Some social media management tools offer additional features in the reputation management space. Most have some kind of sentiment analysis or word cloud feature. This shows the keywords and phrases that appear most often in your reviews, and whether or not they are accompanied by positive or negative sentiment.

Another feature to look for is competition analysis — a feature that shows key performance indicators for both your business and your local competitors. Trackable metrics include review response time, total count of reviews and average star-rating. While tracking these numbers for your own business is important, tracking them for competitors can provide you with industry benchmarks and minimum requirements for your business’ reputation management goals.

What kind of budget are you allocating towards social media and reputation management?

Adding a social media management tool to your list of software services will cost money, but it will also save time.

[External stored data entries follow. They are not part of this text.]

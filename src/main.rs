//! EchoLink - A voice recorder whose playback stays in sync across instances
//!
//! This is the main entry point for the EchoLink binary.

mod app;
mod audio;
mod cli;
mod denoise;
mod error;
mod notify;
mod runtime;
mod settings;
mod state;
mod sync;

use anyhow::{Context, Result};
use app::{Command, EchoLink, InstanceConfig};
use audio::{AudioOutput, CaptureDevice, SilentOutput, SyntheticDevice};
use clap::Parser;
use cli::{Args, InputBackend};
use denoise::{CommandReducer, NoiseGate, NoiseReducer};
use log::{info, warn};
use notify::Level;
use std::sync::Arc;
use sync::SocketChannel;
use tokio::io::{AsyncBufReadExt, BufReader};
use tokio::sync::broadcast::error::RecvError;
use tokio::sync::mpsc;

fn main() -> Result<()> {
    // Parse command-line arguments and initialize logging
    let args = Args::parse();
    cli::init_logging(&args);

    info!("Starting EchoLink");

    let runtime = runtime::build()?;
    let result = runtime.block_on(run(args));
    // The stdin reader may still be parked on a blocking read
    runtime.shutdown_background();
    result
}

async fn run(args: Args) -> Result<()> {
    let (device, output) = backends(args.input)?;
    let reducer = reducer(&args);
    let channel = SocketChannel::open(&args.channel)
        .with_context(|| format!("Failed to join sync channel {:?}", args.channel))?;

    let config = InstanceConfig {
        artifact_dir: args.artifact_dir.clone(),
        tick: args.tick(),
        sync_interval: args.sync_interval(),
        volume_percent: args.volume.or_else(settings::get_volume).unwrap_or(100),
    };
    let instance = EchoLink::new(config, device, output, Box::new(channel), reducer);
    info!("Instance {} ready", instance.id());

    let mut notifications = instance.subscribe_notifications();
    tokio::spawn(async move {
        loop {
            match notifications.recv().await {
                Ok(n) if n.level == Level::Error => eprintln!("{}", n),
                Ok(n) => println!("{}", n),
                Err(RecvError::Lagged(_)) => continue,
                Err(RecvError::Closed) => break,
            }
        }
    });

    let (tx, rx) = mpsc::channel(16);
    tokio::spawn(read_commands(tx.clone()));
    tokio::spawn(async move {
        if tokio::signal::ctrl_c().await.is_ok() {
            let _ = tx.send(Command::Quit).await;
        }
    });

    println!("EchoLink ready. Type help for commands.");
    let last = instance.run(rx).await;
    settings::set_volume((last.volume * 100.0).round() as i64);
    Ok(())
}

/// Capture device and output for the chosen backend
fn backends(input: InputBackend) -> Result<(Arc<dyn CaptureDevice>, Box<dyn AudioOutput>)> {
    match input {
        InputBackend::Synthetic => Ok((
            Arc::new(SyntheticDevice::default()),
            Box::new(SilentOutput::new()),
        )),
        #[cfg(feature = "pipewire")]
        InputBackend::Pipewire => Ok((
            Arc::new(audio::PipeWireDevice::new(48000)),
            Box::new(audio::PipeWireOutput::new()),
        )),
        #[cfg(not(feature = "pipewire"))]
        InputBackend::Pipewire => {
            anyhow::bail!("Built without PipeWire support; rebuild with --features pipewire")
        }
    }
}

/// External command if one is configured, otherwise the built-in gate
fn reducer(args: &Args) -> Arc<dyn NoiseReducer> {
    if let Some(command) = args.denoise_command.as_deref() {
        settings::set_noise_command(command);
    }
    let command = args.denoise_command.clone().or_else(settings::get_noise_command);

    match command.as_deref().and_then(CommandReducer::parse) {
        Some(reducer) => {
            info!("Noise reduction via {:?}", command);
            Arc::new(reducer)
        }
        None => {
            info!("Noise reduction via built-in gate");
            Arc::new(NoiseGate::default())
        }
    }
}

/// Forward stdin lines to the instance until quit or end of input
async fn read_commands(tx: mpsc::Sender<Command>) {
    let mut lines = BufReader::new(tokio::io::stdin()).lines();

    loop {
        let line = match lines.next_line().await {
            Ok(Some(line)) => line,
            Ok(None) => break,
            Err(e) => {
                warn!("Failed to read command: {}", e);
                break;
            }
        };
        if line.trim().is_empty() {
            continue;
        }

        match line.parse::<Command>() {
            Ok(command) => {
                let quit = command == Command::Quit;
                if tx.send(command).await.is_err() || quit {
                    return;
                }
            }
            Err(e) => eprintln!("{}", e),
        }
    }

    // End of input
    let _ = tx.send(Command::Quit).await;
}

If you buy a tool that can handle social media as well as reputation management, you may be able to save money by using one tool for two purposes.

When considering your budget, it’s important to set parameters for how you’ll measure the ROI of your new social management tool. Will you track new leads, engagement, or follower growth? Be sure to examine every tool’s reporting capabilities so that you know which metrics you’ll be able to track.

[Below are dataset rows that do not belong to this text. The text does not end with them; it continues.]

//! Named broadcast channels between instances
//!
//! Delivery is at-most-once and unordered across senders. A channel never
//! hands an endpoint its own messages back.

use super::message::SyncMessage;
use crate::error::{EchoError, Result};
use async_trait::async_trait;
use log::{debug, trace, warn};
use std::collections::HashMap;
use std::io::ErrorKind;
use std::os::unix::net::UnixDatagram as StdUnixDatagram;
use std::path::{Path, PathBuf};
use std::sync::{Arc, Mutex};
use tokio::net::UnixDatagram;
use tokio::sync::broadcast;
use tokio::sync::broadcast::error::RecvError;
use uuid::Uuid;

const HUB_CAPACITY: usize = 32;
const MAX_DATAGRAM: usize = 2048;

#[async_trait]
pub trait SyncChannel: Send {
    fn name(&self) -> &str;

    /// Broadcast to every other endpoint. Unreachable peers are skipped.
    fn post(&self, message: &SyncMessage) -> Result<()>;

    /// Next message from another endpoint; `None` once closed
    async fn recv(&mut self) -> Option<SyncMessage>;

    fn close(&mut self);
}

#[derive(Clone, Debug)]
struct Envelope {
    origin: Uuid,
    payload: String,
}

/// In-process registry of named channels, for instances sharing a process
#[derive(Clone, Default)]
pub struct LocalHub {
    channels: Arc<Mutex<HashMap<String, broadcast::Sender<Envelope>>>>,
}

impl LocalHub {
    pub fn new() -> Self {
        Self::default()
    }

    /// Open a new endpoint on the named channel
    pub fn open(&self, name: &str) -> LocalChannel {
        let mut channels = self.channels.lock().unwrap_or_else(|e| e.into_inner());
        let sender = channels
            .entry(name.to_string())
            .or_insert_with(|| broadcast::channel(HUB_CAPACITY).0)
            .clone();
        let receiver = sender.subscribe();
        LocalChannel {
            name: name.to_string(),
            id: Uuid::new_v4(),
            sender: Some(sender),
            receiver,
        }
    }
}

pub struct LocalChannel {
    name: String,
    id: Uuid,
    sender: Option<broadcast::Sender<Envelope>>,
    receiver: broadcast::Receiver<Envelope>,
}

#[async_trait]
impl SyncChannel for LocalChannel {
    fn name(&self) -> &str {
        &self.name
    }

    fn post(&self, message: &SyncMessage) -> Result<()> {
        let Some(sender) = self.sender.as_ref() else {
            return Err(EchoError::Sync("channel closed".into()));
        };
        let envelope = Envelope {
            origin: self.id,
            payload: message.to_json()?,
        };
        // Only our own receiver may be listening; that is not an error
        let _ = sender.send(envelope);
        Ok(())
    }

    async fn recv(&mut self) -> Option<SyncMessage> {
        loop {
            if self.sender.is_none() {
                return None;
            }
            match self.receiver.recv().await {
                Ok(envelope) if envelope.origin == self.id => continue,
                Ok(envelope) => match SyncMessage::from_json(envelope.payload.as_bytes()) {
                    Ok(message) => return Some(message),
                    Err(e) => warn!("Dropping malformed sync message: {}", e),
                },
                Err(RecvError::Lagged(n)) => warn!("Sync channel lagged, dropped {} messages", n),
                Err(RecvError::Closed) => return None,
            }
        }
    }

    fn close(&mut self) {
        self.sender = None;
    }
}

/// Cross-process channel: one Unix datagram socket per endpoint, all in a
/// directory named after the channel.
///
/// Sends go through a non-blocking std clone of the socket so a post never
/// depends on the reactor having polled the socket yet.
pub struct SocketChannel {
    name: String,
    path: PathBuf,
    dir: PathBuf,
    socket: Option<UnixDatagram>,
    sender: Option<StdUnixDatagram>,
}

impl SocketChannel {
    /// Open an endpoint under the user's runtime directory
    pub fn open(name: &str) -> Result<Self> {
        let base = dirs::runtime_dir()
            .unwrap_or_else(std::env::temp_dir)
            .join("echolink");
        Self::open_in(&base, name)
    }

    pub fn open_in(base: &Path, name: &str) -> Result<Self> {
        let dir = base.join(sanitize(name));
        std::fs::create_dir_all(&dir)
            .map_err(|e| EchoError::Sync(format!("Failed to create {:?}: {}", dir, e)))?;
        let path = dir.join(format!("{}.sock", Uuid::new_v4()));
        let bind_error = |e: std::io::Error| EchoError::Sync(format!("Failed to bind {:?}: {}", path, e));

        let std_socket = StdUnixDatagram::bind(&path).map_err(bind_error)?;
        std_socket.set_nonblocking(true).map_err(bind_error)?;
        let sender = std_socket.try_clone().map_err(bind_error)?;
        let socket = UnixDatagram::from_std(std_socket).map_err(bind_error)?;

        debug!("Joined sync channel {:?} at {:?}", name, path);
        Ok(Self {
            name: name.to_string(),
            path,
            dir,
            socket: Some(socket),
            sender: Some(sender),
        })
    }

    fn peers(&self) -> Vec<PathBuf> {
        let Ok(entries) = std::fs::read_dir(&self.dir) else {
            return Vec::new();
        };
        entries
            .filter_map(|entry| entry.ok())
            .map(|entry| entry.path())
            .filter(|path| path.extension().map(|ext| ext == "sock").unwrap_or(false))
            .filter(|path| *path != self.path)
            .collect()
    }
}

#[async_trait]
impl SyncChannel for SocketChannel {
    fn name(&self) -> &str {
        &self.name
    }

    fn post(&self, message: &SyncMessage) -> Result<()> {
        let Some(sender) = self.sender.as_ref() else {
            return Err(EchoError::Sync("channel closed".into()));
        };
        let payload = message.to_json()?;

        for peer in self.peers() {
            match sender.send_to(payload.as_bytes(), &peer) {
                Ok(_) => trace!("Sent sync message to {:?}", peer),
                Err(e) if matches!(e.kind(), ErrorKind::ConnectionRefused | ErrorKind::NotFound) => {
                    // Left behind by an instance that did not shut down cleanly
                    debug!("Removing stale sync endpoint {:?}", peer);
                    let _ = std::fs::remove_file(&peer);
                }
                Err(e) => warn!("Sync message to {:?} dropped: {}", peer, e),
            }
        }
        Ok(())
    }

    async fn recv(&mut self) -> Option<SyncMessage> {
        let mut buf = [0u8; MAX_DATAGRAM];
        loop {
            let socket = self.socket.as_ref()?;
            match socket.recv(&mut buf).await {
                Ok(n) => match SyncMessage::from_json(&buf[..n]) {
                    Ok(message) => return Some(message),
                    Err(e) => warn!("Dropping malformed sync message: {}", e),
                },
                Err(e) => {
                    warn!("Sync channel receive failed: {}", e);
                    return None;
                }
            }
        }
    }

    fn close(&mut self) {
        self.sender = None;
        if self.socket.take().is_some() {
            let _ = std::fs::remove_file(&self.path);
            debug!("Left sync channel {:?}", self.name);
        }
    }
}

impl Drop for SocketChannel {
    fn drop(&mut self) {
        self.close();
    }
}

fn sanitize(name: &str) -> String {
    name.chars()
        .map(|c| if c.is_ascii_alphanumeric() || c == '-' || c == '_' { c } else { '_' })
        .collect()
}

How long is the on-boarding time for a new social media management tool?

When you add a new employee to your team, it takes time for them to get up to speed. The same is true for a social media management tool, except it will be you who needs to learn how to use the tool and how to give your team access to all its features. When examining potential tools, be sure to ask about onboarding time and product training for your team.

Will you be implementing Boost and Facebook Ads?

Facebook’s 2018 algorithm change caused a significant drop in reach for business’s organic posts. As a result, paid social became an essential part of any social media marketing strategy. Facebook Boost and Ads are two of the most common tactics of paid social, but both present challenges for multi-location marketers.

Boost is an easy way for marketers to put dollars behind organic posts to increase reach. However, it can be cumbersome to Boost posts across multiple locations when considering budgetary constraints. Social management tools can help multi-location marketers Boost multiple posts across multiple pages from one platform, and evenly distribute a budget across multiple business locations and boosted posts.

Facebook Ads are another necessary paid social tool, but the Facebook Ads Manager platform is complicated and can be confusing. Franchisors considering a paid social strategy must think about how each business location will handle the budget, the content creation and the audience targeting features. Will this be handled at the local level, the corporate level, or through collaboration between both teams? Consider if you need a social tool to help you facilitate this coordination on ad content, and how you’ll ensure each ad is localized to each of your franchise locations.

While all social media and reputation management tools can help marketers improve efficiency, some are more effective at managing pages and profiles for multi-location businesses. By answering these questions for your business, you can determine which social management tool will help you empower franchisees while maintaining corporate oversight over your brand.